Ma tribune sur la formation des imams

Les propos inadmissibles, contraires aux principes républicains, récemment tenus par l’imam de Bagnols-sur-Cèze Mahjoub Mahjoubi, mettent sous les feux de l’actualité la réalité de certaines pratiques de l’islam en France : des imams peu, voire incorrectement formés.

Dès 2016, une mission d’information sénatoriale intitulée « De l’Islam en France à un Islam de France, établir la transparence et lever les ambiguïtés », que je co-rapportais, avait déjà eu connaissance de débordements lors de prêches et s’était émue de la diversité des statuts des imams œuvrant en France et de la question de leurs formations.

La récente prise de parole de Maître Samir Hamroun, avocat de l’imam Mahjoubi, dans une interview à un grand média, corrobore notre constat d’alors ! Il a clairement reconnu que son client ‘n’a pas été formé pour prendre la parole devant un auditoire de plusieurs centaines de personnes’. (BFM – le 23 février 2024).

« Pas été formé » ? Sur la forme peut-être, mais également sur le fond…

En effet, il est totalement intolérable d’entendre de la bouche d’un imam prêchant sur le territoire français des propos attisant la haine, niant les valeurs de la République et appelant au séparatisme ou encore relevant de l’antisémitisme.

Intolérables, inadmissibles, inacceptables, inconcevables… Quel que soit l’adjectif qui qualifie ces propos, il convient d’y remédier à la racine : la formation des imams, ministres du culte musulman.

C’est ainsi que dès l’automne 2017, j’étais le premier co-signataire d’une proposition de loi visant à imposer aux ministres des cultes (toutes religions confondues) de justifier d’une formation les qualifiant à l’exercice de ce culte.

Nous, les auteurs de ce texte, estimions que la loi de 1905 sur la séparation de l’Église et de l’État, bien que prévoyant et reconnaissant la liberté religieuse et la liberté des cultes à l’ensemble des citoyens français, ne devait pas pour autant être figée et être entendue comme un empêchement pour les politiques de réfléchir à l’évolution de nos religions dans notre société.

Nous proposions « une obligation nouvelle, opposable à l’ensemble des confessions pratiquant l’exercice public d’un culte au sens de l’article 18 de la loi de 1905, en l’occurrence celle de recruter leurs ministres du culte uniquement parmi des personnes justifiant d’une qualification cultuelle reconnue.

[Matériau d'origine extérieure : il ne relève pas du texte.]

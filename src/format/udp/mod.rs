//! # Transport stream over UDP
//!
//! Receiving and sending MPEG-TS packets carried in UDP datagrams, the way
//! IPTV headends and `dvbdd` itself emit them:
//!
//! - one or more whole 188-byte packets per datagram
//! - optionally behind an RTP header (RFC 2250), which is stripped
//! - unicast or multicast (IPv4 group joined on a chosen interface)
//!
//! ## Example: forwarding between two sockets
//!
//! ```rust,no_run
//! use dvbdd::format::ts::{PidSet, TsPacket};
//! use dvbdd::format::udp::{UdpPacketReader, UdpPacketWriter};
//! use dvbdd::format::{PacketReader, PacketWriter, ReadStatus};
//!
//! # #[tokio::main]
//! # async fn main() -> Result<(), Box<dyn std::error::Error>> {
//! let mut reader = UdpPacketReader::listen("0.0.0.0:1234", PidSet::parse(["8192"])?).await?;
//! let mut writer = UdpPacketWriter::connect("239.1.1.1", "5000").await?;
//!
//! let mut pkt = TsPacket::new();
//! while reader.read_packet(&mut pkt).await? == ReadStatus::Packet {
//!     writer.write_packet(&pkt).await?;
//! }
//! # Ok(())
//! # }
//! ```

use super::ts::{PidSet, TsPacket, TS_PACKET_SIZE};
use super::{PacketReader, PacketWriter, ReadStatus};
use crate::error::{CaptureError, Result};
use bytes::{Buf, Bytes};
use log::{debug, info};
use std::net::{Ipv4Addr, SocketAddr};
use tokio::net::UdpSocket;

const MAX_DATAGRAM_SIZE: usize = 65536;
const RTP_HEADER_SIZE: usize = 12;

/// Interface a multicast group is joined on.
#[derive(Debug, Clone, PartialEq, Eq)]
pub enum McastInterface {
    /// Let the kernel pick.
    Any,
    /// Address of the local interface.
    Addr(Ipv4Addr),
    /// Interface name such as `eth0`.
    Name(String),
}

/// Parsed `GROUP:PORT@INTERFACE` listen address.
#[derive(Debug, Clone, PartialEq, Eq)]
pub struct McastAddr {
    /// Multicast group to join.
    pub group: Ipv4Addr,
    /// UDP port to bind.
    pub port: u16,
    /// Where to join.
    pub interface: McastInterface,
}

impl McastAddr {
    /// Parses `GROUP:PORT@INTERFACE`. The `@INTERFACE` part is optional.
    pub fn parse(s: &str) -> Result<Self> {
        let invalid = |reason: &str| CaptureError::InvalidAddress {
            addr: s.to_string(),
            reason: reason.to_string(),
        };

        let (group_port, interface) = match s.split_once('@') {
            Some((gp, "")) => (gp, McastInterface::Any),
            Some((gp, iface)) => match iface.parse::<Ipv4Addr>() {
                Ok(addr) => (gp, McastInterface::Addr(addr)),
                Err(_) => (gp, McastInterface::Name(iface.to_string())),
            },
            None => (s, McastInterface::Any),
        };

        let (group, port) = group_port
            .rsplit_once(':')
            .ok_or_else(|| invalid("expected GROUP:PORT@INTERFACE"))?;
        let group: Ipv4Addr = group
            .parse()
            .map_err(|_| invalid("group is not an IPv4 address"))?;
        if !group.is_multicast() {
            return Err(invalid("group is not a multicast address"));
        }
        let port = port.parse().map_err(|_| invalid("bad port"))?;

        Ok(Self {
            group,
            port,
            interface,
        })
    }
}

/// Reads TS packets from a UDP socket, keeping only the requested PIDs.
#[derive(Debug)]
pub struct UdpPacketReader {
    socket: UdpSocket,
    pids: PidSet,
    pending: Bytes,
    recv_buf: Vec<u8>,
}

impl UdpPacketReader {
    /// Wraps an already bound socket.
    pub fn from_socket(socket: UdpSocket, pids: PidSet) -> Self {
        Self {
            socket,
            pids,
            pending: Bytes::new(),
            recv_buf: vec![0; MAX_DATAGRAM_SIZE],
        }
    }

    /// Binds a unicast listener on `laddr` (`IP:PORT`).
    pub async fn listen(laddr: &str, pids: PidSet) -> Result<Self> {
        let socket = UdpSocket::bind(laddr).await.map_err(|e| CaptureError::InvalidAddress {
            addr: laddr.to_string(),
            reason: e.to_string(),
        })?;
        info!("Listening for UDP on {}", socket.local_addr()?);
        Ok(Self::from_socket(socket, pids))
    }

    /// Binds to the group's port and joins the group.
    pub async fn listen_multicast(laddr: &str, pids: PidSet) -> Result<Self> {
        let addr = McastAddr::parse(laddr)?;
        let socket = UdpSocket::bind(SocketAddr::from((addr.group, addr.port))).await?;

        match &addr.interface {
            McastInterface::Any => socket.join_multicast_v4(addr.group, Ipv4Addr::UNSPECIFIED)?,
            McastInterface::Addr(iface) => socket.join_multicast_v4(addr.group, *iface)?,
            McastInterface::Name(name) => join_on_named_interface(&socket, addr.group, name)?,
        }
        info!(
            "Joined multicast group {}:{} on {:?}",
            addr.group, addr.port, addr.interface
        );
        Ok(Self::from_socket(socket, pids))
    }

    /// Address the socket is bound to.
    pub fn local_addr(&self) -> Result<SocketAddr> {
        Ok(self.socket.local_addr()?)
    }

    async fn recv_datagram(&mut self) -> Result<()> {
        let n = self.socket.recv(&mut self.recv_buf).await?;
        let data = &self.recv_buf[..n];
        let start = rtp_payload_offset(data).unwrap_or(0);
        let payload = &data[start..];
        if payload.len() % TS_PACKET_SIZE != 0 {
            return Err(CaptureError::TruncatedPacket(payload.len() % TS_PACKET_SIZE));
        }
        self.pending = Bytes::copy_from_slice(payload);
        Ok(())
    }
}

#[async_trait::async_trait]
impl PacketReader for UdpPacketReader {
    async fn read_packet(&mut self, pkt: &mut TsPacket) -> Result<ReadStatus> {
        loop {
            while self.pending.remaining() >= TS_PACKET_SIZE {
                self.pending.copy_to_slice(pkt.as_mut_bytes());
                pkt.check_sync()?;
                if self.pids.matches(pkt.pid()) {
                    return Ok(ReadStatus::Packet);
                }
            }
            self.recv_datagram().await?;
        }
    }
}

/// Offset of the TS payload when `data` is an RTP packet carrying whole TS
/// packets, `None` when it is raw TS.
fn rtp_payload_offset(data: &[u8]) -> Option<usize> {
    if data.len() % TS_PACKET_SIZE == 0 || data.len() < RTP_HEADER_SIZE || data[0] >> 6 != 2 {
        return None;
    }
    let csrc_count = (data[0] & 0x0f) as usize;
    let mut offset = RTP_HEADER_SIZE + csrc_count * 4;
    if data[0] & 0x10 != 0 {
        if data.len() < offset + 4 {
            return None;
        }
        let ext_words = u16::from_be_bytes([data[offset + 2], data[offset + 3]]) as usize;
        offset += 4 + ext_words * 4;
    }
    if offset > data.len() || (data.len() - offset) % TS_PACKET_SIZE != 0 {
        return None;
    }
    Some(offset)
}

#[cfg(target_os = "linux")]
fn join_on_named_interface(socket: &UdpSocket, group: Ipv4Addr, name: &str) -> Result<()> {
    use std::ffi::CString;
    use std::os::fd::AsRawFd;

    let invalid = |reason: String| CaptureError::InvalidAddress {
        addr: name.to_string(),
        reason,
    };
    let c_name = CString::new(name).map_err(|e| invalid(e.to_string()))?;
    let index = unsafe { libc::if_nametoindex(c_name.as_ptr()) };
    if index == 0 {
        return Err(invalid(std::io::Error::last_os_error().to_string()));
    }

    let mreq = libc::ip_mreqn {
        imr_multiaddr: libc::in_addr {
            s_addr: u32::from(group).to_be(),
        },
        imr_address: libc::in_addr { s_addr: 0 },
        imr_ifindex: index as libc::c_int,
    };
    let ret = unsafe {
        libc::setsockopt(
            socket.as_raw_fd(),
            libc::IPPROTO_IP,
            libc::IP_ADD_MEMBERSHIP,
            &mreq as *const libc::ip_mreqn as *const libc::c_void,
            std::mem::size_of::<libc::ip_mreqn>() as libc::socklen_t,
        )
    };
    if ret != 0 {
        return Err(std::io::Error::last_os_error().into());
    }
    debug!("Interface {} has index {}", name, index);
    Ok(())
}

#[cfg(not(target_os = "linux"))]
fn join_on_named_interface(_socket: &UdpSocket, _group: Ipv4Addr, name: &str) -> Result<()> {
    Err(CaptureError::InvalidAddress {
        addr: name.to_string(),
        reason: "interface names are only supported on Linux, use an address".into(),
    })
}

/// Sends every packet as its own datagram.
#[derive(Debug)]
pub struct UdpPacketWriter {
    socket: UdpSocket,
    target: SocketAddr,
}

impl UdpPacketWriter {
    /// Resolves `host:port` and connects a send socket to it. An empty host
    /// means the local system.
    pub async fn connect(host: &str, port: &str) -> Result<Self> {
        let addr = format!("{}:{}", host, port);
        let invalid = |reason: String| CaptureError::InvalidAddress {
            addr: addr.clone(),
            reason,
        };

        let port: u16 = port.parse().map_err(|_| invalid("bad port".into()))?;
        let host = if host.is_empty() { "127.0.0.1" } else { host };
        let target = tokio::net::lookup_host((host, port))
            .await
            .map_err(|e| invalid(e.to_string()))?
            .next()
            .ok_or_else(|| invalid("host did not resolve".into()))?;

        let bind: SocketAddr = if target.is_ipv4() {
            (Ipv4Addr::UNSPECIFIED, 0).into()
        } else {
            (std::net::Ipv6Addr::UNSPECIFIED, 0).into()
        };
        let socket = UdpSocket::bind(bind).await?;
        socket.connect(target).await?;
        info!("Sending UDP to {}", target);

        Ok(Self { socket, target })
    }

    /// Resolved destination.
    pub fn target(&self) -> SocketAddr {
        self.target
    }
}

#[async_trait::async_trait]
impl PacketWriter for UdpPacketWriter {
    async fn write_packet(&mut self, pkt: &TsPacket) -> Result<()> {
        let sent = self.socket.send(pkt.as_bytes()).await?;
        if sent != TS_PACKET_SIZE {
            return Err(CaptureError::TruncatedPacket(sent));
        }
        Ok(())
    }
}

#[cfg(test)]
mod tests;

L’objectif de cette sélection était d’éviter le phénomène pernicieux des « imams auto-proclamés » et, plus généralement, des pseudos-prédicateurs qui, sous couvert de culte, diffusent des appels à la haine et à la violence et des messages contraires à la tolérance et au respect des valeurs républicaines » (exposé des motifs de la proposition de loi).

Ladite proposition de loi a pu être examinée en séance en juin 2018, mais l’issue a été décevante. En effet, j’ai profondément regretté qu’elle ait été vidée de sa substance dès son examen par la Commission des Lois et que le Gouvernement n’ait pas voulu lui donner une suite favorable non plus…

Or, la prise de conscience politique de ce problème était bien réelle puisque le texte avait été soutenu dès l’origine par près de 50 sénateurs prêts à agir !

Les esprits n’étaient-ils pas assez murs ? Fallait-il attendre et constater des débordements supplémentaires pour enfin agir ?

Il y a quelques jours, s’est tenue la 2ème session de travail du FORIF (Forum de l’islam de France) au cours duquel le Ministre de l’Intérieur a évoqué différents chantiers, dont celui d’un « statut de l’imam en France », incluant intrinsèquement la question de sa formation. Le FORIF doit faire des propositions en ce sens sous 6 mois.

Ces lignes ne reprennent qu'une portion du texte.